In questo mondo fatto di visibilità e dominio social è davvero essenziale arrivare sempre e solo per primi?
Sicuri che la prevaricazione è la sola e unica arma per arrivare tra i primi posti?
Si sente sempre più spesso parlare di “qualità”, “eccellenza”, “numeri uno” in ogni ambito con la consapevolezza e convinzione che bisogna essere i primi della classe, ma spesso queste parole si associano solo a vuoti d’aria senza avere la consistenza e le capacità per essere davvero persone e prodotti di “qualità”, “eccellenza” e “numeri uno”.
Non è vero che la cattiveria e l’incapacità gestionale vincono sempre, non c’è bugia peggiore che dichiarare che si va avanti solo grazie ad appoggi compiacenti e conoscenze introdotte del settore, certo, le “spintarelle” possono aiutare, una parola di supporto all’operato svolto inducono a focalizzare le aspettative, ma una carriera, un lavoro intero, un risultato non si sviluppano solo sulle accondiscendenti amicizie.

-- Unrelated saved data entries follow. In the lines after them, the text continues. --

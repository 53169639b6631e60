// src/media/mod.rs

pub mod encode;
pub mod ffmpeg;
#[cfg(feature = "opencv")]
pub mod opencv_source;
pub mod source;

pub use encode::FrameEncoding;
pub use ffmpeg::{FfmpegSource, FfmpegTools};
#[cfg(feature = "opencv")]
pub use opencv_source::OpenCvSource;
pub use source::{CapturedFrame, FrameSet, MediaSource, RenderSurface};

È importante dimostrare ciò che si vale attraverso una sana dose di curiosità, studio e ricerca per essere sempre aggiornati e pronti al conseguimento delle aspettative richieste, una sfida continua con se stessi prima di tutto.
Nell’arte è facile cadere in tentazioni fallaci dove si pensa che chi crea e non è riconosciuto sia solo fuori da un circuito che non gli permette di emergere, ma bisognerebbe invece fare un piccolo esame di coscienza e far tornare alla mente un vecchio aforisma confuciano: “Non preoccuparti del fatto che la gente non ti conosce, preoccupati del fatto che forse non meriti di essere conosciuto”.

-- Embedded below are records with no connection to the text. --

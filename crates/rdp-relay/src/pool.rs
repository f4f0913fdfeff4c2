//! Backend selection and claim bookkeeping
//!
//! The pool is a thin policy layer over a [`PoolStore`]. It never caches
//! claim state: every decision reads the store, so several relay tasks and
//! the cleanup loop always agree on the source of truth.

use std::collections::HashSet;
use std::io;
use std::sync::Arc;
use std::time::{Duration, SystemTime, UNIX_EPOCH};

use tokio::net::TcpStream;
use tracing::debug;

use crate::store::{BackendRow, PoolStore, ReconcileOutcome, StoreError};

/// Pool configuration
#[derive(Debug, Clone)]
pub struct PoolConfig {
    /// Port dialled on every backend address
    pub backend_port: u16,
    pub connect_timeout: Duration,
    /// Delay between marking an orphaned claim and freeing it
    pub grace_period: Duration,
}

impl Default for PoolConfig {
    fn default() -> Self {
        Self {
            backend_port: 3389,
            connect_timeout: Duration::from_secs(10),
            grace_period: Duration::from_secs(600), // 10 minutes
        }
    }
}

/// Why a backend was picked
#[derive(Debug, Clone, Copy, PartialEq, Eq)]
pub enum SelectionSource {
    Static,
    Sticky,
    Weighted,
}

/// Backend pool
pub struct Pool {
    store: Arc<dyn PoolStore>,
    config: PoolConfig,
}

impl Pool {
    pub fn new(store: Arc<dyn PoolStore>, config: PoolConfig) -> Self {
        Self { store, config }
    }

    /// Pick a backend for `client`.
    ///
    /// Static assignment first, then a backend the client already holds,
    /// then the heaviest free backend with non-zero weight.
    pub async fn select_backend(&self, client: &str) -> Result<Option<String>, StoreError> {
        Ok(self
            .select_with_source(client)
            .await?
            .map(|(backend, _)| backend))
    }

    pub async fn select_with_source(
        &self,
        client: &str,
    ) -> Result<Option<(String, SelectionSource)>, StoreError> {
        if let Some(backend) = self.store.static_backend(client).await? {
            debug!(client, backend = %backend, "Static assignment");
            return Ok(Some((backend, SelectionSource::Static)));
        }

        if let Some(backend) = self.store.claimed_backend(client).await? {
            debug!(client, backend = %backend, "Re-using existing claim");
            return Ok(Some((backend, SelectionSource::Sticky)));
        }

        Ok(self
            .store
            .best_free_backend()
            .await?
            .map(|backend| (backend, SelectionSource::Weighted)))
    }

    /// Open a TCP connection to `backend` on the configured backend port.
    pub async fn connect(&self, backend: &str) -> io::Result<TcpStream> {
        let target = (backend, self.config.backend_port);
        match tokio::time::timeout(self.config.connect_timeout, TcpStream::connect(target)).await {
            Ok(result) => result,
            Err(_) => Err(io::Error::new(
                io::ErrorKind::TimedOut,
                format!(
                    "connect to {}:{} timed out after {:?}",
                    backend, self.config.backend_port, self.config.connect_timeout
                ),
            )),
        }
    }

    /// Claim `backend` for `client` if it is free or already theirs.
    ///
    /// Returns whether `client` holds the claim afterwards.
    pub async fn claim(&self, backend: &str, client: &str) -> Result<bool, StoreError> {
        self.store.try_claim(backend, client).await
    }

    /// Free `backend`. Releasing a free backend is a no-op.
    pub async fn release(&self, backend: &str) -> Result<(), StoreError> {
        self.store.clear_claim(backend).await
    }

    /// Free `backend` only if `client` still holds it.
    pub async fn withdraw(&self, backend: &str, client: &str) -> Result<bool, StoreError> {
        self.store.clear_claim_of(backend, client).await
    }

    /// Expire claims whose owners are not in `live`, using the wall clock.
    pub async fn reconcile(&self, live: &HashSet<String>) -> Result<ReconcileOutcome, StoreError> {
        self.reconcile_at(live, unix_now()).await
    }

    pub async fn reconcile_at(
        &self,
        live: &HashSet<String>,
        now: i64,
    ) -> Result<ReconcileOutcome, StoreError> {
        let grace = self.config.grace_period.as_secs() as i64;
        self.store.reconcile(live, now, grace).await
    }

    pub async fn backends(&self) -> Result<Vec<BackendRow>, StoreError> {
        self.store.backends().await
    }
}

pub(crate) fn unix_now() -> i64 {
    SystemTime::now()
        .duration_since(UNIX_EPOCH)
        .unwrap_or_default()
        .as_secs() as i64
}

Addossare sempre la colpa agli “altri”, identificando di volta in volta chi sono questi fantomatici “altri”, nello specifico li si individua poi in critici, curatori, gallerie, musei, istituzioni, pubblico.

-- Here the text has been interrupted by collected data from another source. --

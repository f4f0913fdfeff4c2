//! Relay server: listener, background tasks and shutdown

use std::sync::Arc;

use anyhow::{Context, Result};
use tokio::net::TcpListener;
use tokio::sync::watch;
use tokio::task::JoinHandle;
use tracing::{debug, info, warn};

use crate::admin::AdminApi;
use crate::cleanup::Cleanup;
use crate::config::ServerConfig;
use crate::metrics::RelayMetrics;
use crate::pool::Pool;
use crate::registry::SessionRegistry;
use crate::session::{RelaySession, SessionContext};
use crate::status::{StatusService, ACCEPT_BACKOFF};
use crate::store::{SqliteStore, StoreError};

/// RDP relay server
pub struct RelayServer {
    config: ServerConfig,
    pool: Arc<Pool>,
    registry: SessionRegistry,
    metrics: Arc<RelayMetrics>,
    shutdown_tx: Arc<watch::Sender<bool>>,
}

impl RelayServer {
    /// Open the store, apply configured seeds and build the shared state.
    pub async fn new(config: ServerConfig) -> Result<Self> {
        config.validate()?;

        let store = Arc::new(
            SqliteStore::new(&config.database_path)
                .await
                .with_context(|| format!("Failed to open pool database {:?}", config.database_path))?,
        );
        seed_store(&store, &config)
            .await
            .context("Failed to apply configured backends")?;

        let pool = Arc::new(Pool::new(store, config.pool_config()));
        let metrics = Arc::new(RelayMetrics::new()?);
        let (shutdown_tx, _) = watch::channel(false);

        Ok(Self {
            config,
            pool,
            registry: SessionRegistry::new(),
            metrics,
            shutdown_tx: Arc::new(shutdown_tx),
        })
    }

    pub fn pool(&self) -> &Arc<Pool> {
        &self.pool
    }

    pub fn registry(&self) -> &SessionRegistry {
        &self.registry
    }

    pub fn metrics(&self) -> &Arc<RelayMetrics> {
        &self.metrics
    }

    pub fn session_context(&self) -> SessionContext {
        SessionContext {
            pool: self.pool.clone(),
            registry: self.registry.clone(),
            metrics: self.metrics.clone(),
            buffer_size: self.config.buffer_size,
        }
    }

    pub fn cleanup(&self) -> Cleanup {
        Cleanup::new(
            self.pool.clone(),
            self.registry.clone(),
            self.metrics.clone(),
            self.config.cleanup_interval(),
        )
    }

    /// Bind every configured port, start background tasks and relay until
    /// a shutdown signal arrives. A bind failure is returned immediately.
    pub async fn run(&self) -> Result<()> {
        let listener = TcpListener::bind(self.config.listen_addr)
            .await
            .with_context(|| format!("Failed to bind relay listener on {}", self.config.listen_addr))?;
        info!("Relay listening on {}", self.config.listen_addr);

        if let Some(status_addr) = self.config.status_addr {
            let status_listener = TcpListener::bind(status_addr)
                .await
                .with_context(|| format!("Failed to bind status listener on {}", status_addr))?;
            let service = StatusService::new(status_listener, self.registry.clone());
            tokio::spawn(service.run(self.shutdown_tx.subscribe()));
        }

        if let Some(http_addr) = self.config.http_addr {
            let http_listener = TcpListener::bind(http_addr)
                .await
                .with_context(|| format!("Failed to bind HTTP listener on {}", http_addr))?;
            let router =
                AdminApi::new(self.pool.clone(), self.registry.clone(), self.metrics.clone()).router();
            let shutdown_rx = self.shutdown_tx.subscribe();
            info!("HTTP server for health/metrics listening on {}", http_addr);
            tokio::spawn(async move {
                if let Err(e) = axum::serve(http_listener, router)
                    .with_graceful_shutdown(wait_for_shutdown(shutdown_rx))
                    .await
                {
                    tracing::error!("HTTP server error: {}", e);
                }
            });
        }

        self.spawn_cleanup();

        let shutdown_tx = self.shutdown_tx.clone();
        tokio::spawn(async move {
            shutdown_signal().await;
            let _ = shutdown_tx.send(true);
        });

        self.serve(listener).await
    }

    /// Start the cleanup loop; it stops with the server.
    pub fn spawn_cleanup(&self) -> JoinHandle<()> {
        let cleanup = self.cleanup();
        tokio::spawn(cleanup.run(self.shutdown_tx.subscribe()))
    }

    /// Accept clients on `listener` until shutdown, one task per client.
    pub async fn serve(&self, listener: TcpListener) -> Result<()> {
        let mut shutdown = self.shutdown_tx.subscribe();
        let ctx = self.session_context();

        while !*shutdown.borrow() {
            tokio::select! {
                accepted = listener.accept() => {
                    let (stream, peer) = match accepted {
                        Ok(pair) => pair,
                        Err(e) => {
                            warn!("Accept failed: {}", e);
                            tokio::time::sleep(ACCEPT_BACKOFF).await;
                            continue;
                        }
                    };
                    if let Err(e) = stream.set_nodelay(true) {
                        debug!(client = %peer, "TCP_NODELAY not set: {}", e);
                    }
                    let ctx = ctx.clone();
                    tokio::spawn(async move {
                        let reason = RelaySession::open(stream, peer, ctx).await.run().await;
                        debug!(client = %peer, ?reason, "Session closed");
                    });
                }
                changed = shutdown.changed() => {
                    if changed.is_err() {
                        break;
                    }
                }
            }
        }

        info!(
            "Relay stopped accepting; {} sessions still open",
            self.registry.count()
        );
        Ok(())
    }

    /// Stop accepting and stop background tasks. Open sessions run on.
    pub fn shutdown(&self) {
        let _ = self.shutdown_tx.send(true);
    }
}

async fn seed_store(store: &SqliteStore, config: &ServerConfig) -> Result<(), StoreError> {
    for backend in &config.backends {
        store.upsert_backend(&backend.address, backend.weight).await?;
    }
    for assignment in &config.static_assignments {
        store.assign_static(&assignment.client, &assignment.backend).await?;
    }
    if !config.backends.is_empty() || !config.static_assignments.is_empty() {
        info!(
            "Seeded {} backends and {} static assignments",
            config.backends.len(),
            config.static_assignments.len()
        );
    }
    Ok(())
}

async fn wait_for_shutdown(mut shutdown: watch::Receiver<bool>) {
    while !*shutdown.borrow() {
        if shutdown.changed().await.is_err() {
            break;
        }
    }
}

async fn shutdown_signal() {
    #[cfg(unix)]
    let mut sigterm = {
        use tokio::signal::unix::{signal, SignalKind};
        signal(SignalKind::terminate()).ok()
    };

    tokio::select! {
        _ = async {
            #[cfg(unix)]
            {
                if let Some(ref mut sigterm) = sigterm {
                    sigterm.recv().await;
                } else {
                    std::future::pending::<()>().await;
                }
            }
            #[cfg(not(unix))]
            {
                std::future::pending::<()>().await;
            }
        } => {
            info!("Received SIGTERM, shutting down");
        }
        _ = tokio::signal::ctrl_c() => {
            info!("Received SIGINT, shutting down");
        }
    }
}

È necessario porsi allo specchio e guardarsi per una più profonda considerazione “della colpa” del perché non si piace o non si è capiti, la risposta inoltre arriva sempre proprio da noi stessi: si provoca un allontanamento dalla realtà specifica dove è più semplice accusare “la società” e “l’esterno” che non vedere i propri errori ed orrori.
L’arte è superflua nella società contemporanea, un bene di cui necessariamente possiamo fare a meno, ma il gusto di ciò che è piacevole e provoca emozione è ancora il motore che fa andare avanti la ricerca artistica e determina la smania di collezionismo e di voglia di circondarsi di cose gradevoli in base al nostro giudizio soggettivo.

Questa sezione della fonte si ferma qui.